Exercise: Between the line containing "let id = store.add(RigidBody::default());" and the line containing "assert!((after_one - 4.0" lies a run of lines; give that run again exactly, with both of those lines, and nothing else from the entries below.

=== Section Start ===

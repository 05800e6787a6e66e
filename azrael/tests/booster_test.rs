//! Booster thrust: orientation-relative actuators accelerate the body, and
//! `SetForce` retargets the magnitude at tick granularity.

use std::sync::Arc;

use glam::{DQuat, DVec3};
use parking_lot::RwLock;

use azrael::body::{Booster, RigidBody};
use azrael::command::{command_queue, Command, CommandOutcome, CommandSender};
use azrael::config::SimConfig;
use azrael::force_grid::ForceGrid;
use azrael::orchestrator::Orchestrator;
use azrael::store::{BodyStore, InMemoryStore};
use azrael::worker::WorkerPool;

fn rig(config: SimConfig) -> (Orchestrator, CommandSender, Arc<InMemoryStore>) {
    let store = Arc::new(InMemoryStore::new());
    let grid = Arc::new(RwLock::new(ForceGrid::from_config(&config.force_grid)));
    let (sender, receiver) = command_queue(config.command_queue_capacity);
    let pool = WorkerPool::new(16, config.worker_timeout_duration());
    pool.spawn_local(2);
    let orchestrator = Orchestrator::new(
        Arc::clone(&store) as Arc<dyn BodyStore>,
        receiver,
        grid,
        pool,
        config,
    );
    (orchestrator, sender, store)
}

#[tokio::test]
async fn set_force_accelerates_at_the_new_magnitude() {
    let _ = tracing_subscriber::fmt().try_init();

    let config = SimConfig::default();
    let tick_period = config.tick_period;
    let (mut orchestrator, sender, store) = rig(config);

    let id = store.add(RigidBody {
        boosters: vec![Booster::new(DVec3::ZERO, DVec3::X, 1.0)],
        ..Default::default()
    });

    let reply = sender
        .submit(Command::SetForce {
            id,
            booster: 0,
            force: 2.0,
        })
        .expect("submit");

    let ticks = 5;
    for _ in 0..ticks {
        orchestrator.tick().await.expect("tick");
    }
    assert_eq!(reply.await.unwrap().unwrap(), CommandOutcome::Applied);

    let stored = store.get(&[id]).remove(&id).expect("body");
    let expected = 2.0 * tick_period * ticks as f64;
    assert!(
        (stored.body.linear_velocity.x - expected).abs() < 1e-9,
        "drag-free booster at 2 N should reach v = {expected}, got {}",
        stored.body.linear_velocity.x
    );
    assert_eq!(stored.body.linear_velocity.y, 0.0);
}

#[tokio::test]
async fn booster_thrust_follows_orientation() {
    let _ = tracing_subscriber::fmt().try_init();

    let (mut orchestrator, _sender, store) = rig(SimConfig::default());

    // Body rotated 90 degrees around z: its +x booster pushes along world +y.
    let id = store.add(RigidBody {
        orientation: DQuat::from_rotation_z(std::f64::consts::FRAC_PI_2),
        boosters: vec![Booster::new(DVec3::ZERO, DVec3::X, 1.0)],
        ..Default::default()
    });

    orchestrator.tick().await.expect("tick");

    let body = store.get(&[id]).remove(&id).expect("body").body;
    assert!(
        body.linear_velocity.x.abs() < 1e-9,
        "no thrust along world x, got {:?}",
        body.linear_velocity
    );
    assert!(body.linear_velocity.y > 0.0, "thrust rotated onto world y");
}

#[tokio::test]
async fn off_center_booster_produces_torque() {
    let _ = tracing_subscriber::fmt().try_init();

    let (mut orchestrator, _sender, store) = rig(SimConfig::default());

    // Thrust along +x mounted below the center of mass spins the body.
    let id = store.add(RigidBody {
        boosters: vec![Booster::new(DVec3::new(0.0, -1.0, 0.0), DVec3::X, 1.0)],
        ..Default::default()
    });

    orchestrator.tick().await.expect("tick");

    let body = store.get(&[id]).remove(&id).expect("body").body;
    assert!(
        body.angular_velocity.length() > 0.0,
        "off-center thrust must induce spin"
    );
    // r x F with r = -y and F = +x points along +z.
    assert!(
        body.angular_velocity.z > 0.0,
        "spin axis should be +z, got {:?}",
        body.angular_velocity
    );
}

#[tokio::test]
async fn impulse_becomes_an_instant_velocity_change() {
    let _ = tracing_subscriber::fmt().try_init();

    let config = SimConfig::default();
    let tick_period = config.tick_period;
    let (mut orchestrator, sender, store) = rig(config);

    let id = store.add(RigidBody {
        inv_mass: 2.0,
        ..Default::default()
    });

    let reply = sender
        .submit(Command::ApplyImpulse {
            id,
            linear: DVec3::new(3.0, 0.0, 0.0),
            angular: DVec3::ZERO,
        })
        .expect("submit");
    orchestrator.tick().await.expect("tick");
    assert_eq!(reply.await.unwrap().unwrap(), CommandOutcome::Applied);

    let body = store.get(&[id]).remove(&id).expect("body").body;
    // dv = J * inv_mass = 3 * 2.
    assert!((body.linear_velocity.x - 6.0).abs() < 1e-9);
    // The impulse applies before integration, so the tick also moves the
    // body.
    assert!((body.position.x - 6.0 * tick_period).abs() < 1e-9);
}

#[tokio::test]
async fn direct_force_applies_for_one_tick_only() {
    let _ = tracing_subscriber::fmt().try_init();

    let config = SimConfig::default();
    let tick_period = config.tick_period;
    let (mut orchestrator, sender, store) = rig(config);

    let id = store.add(RigidBody::default());

    sender
        .submit(Command::DirectForce {
            id,
            force: DVec3::new(4.0, 0.0, 0.0),
            torque: DVec3::ZERO,
        })
        .expect("submit");
    orchestrator.tick().await.expect("tick");

    let after_one = store.get(&[id])[&id].body.linear_velocity.x;
    assert!((after_one - 4.0 * tick_period).abs() < 1e-9);

    // Next tick carries no force; velocity must not grow further.
    orchestrator.tick().await.expect("tick");
    let after_two = store.get(&[id])[&id].body.linear_velocity.x;
    assert!(
        (after_two - after_one).abs() < 1e-9,
        "direct force must expire after one tick"
    );
}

=== Section End ===

Task answer:
    let id = store.add(RigidBody::default());

    sender
        .submit(Command::DirectForce {
            id,
            force: DVec3::new(4.0, 0.0, 0.0),
            torque: DVec3::ZERO,
        })
        .expect("submit");
    orchestrator.tick().await.expect("tick");

    let after_one = store.get(&[id])[&id].body.linear_velocity.x;
    assert!((after_one - 4.0 * tick_period).abs() < 1e-9);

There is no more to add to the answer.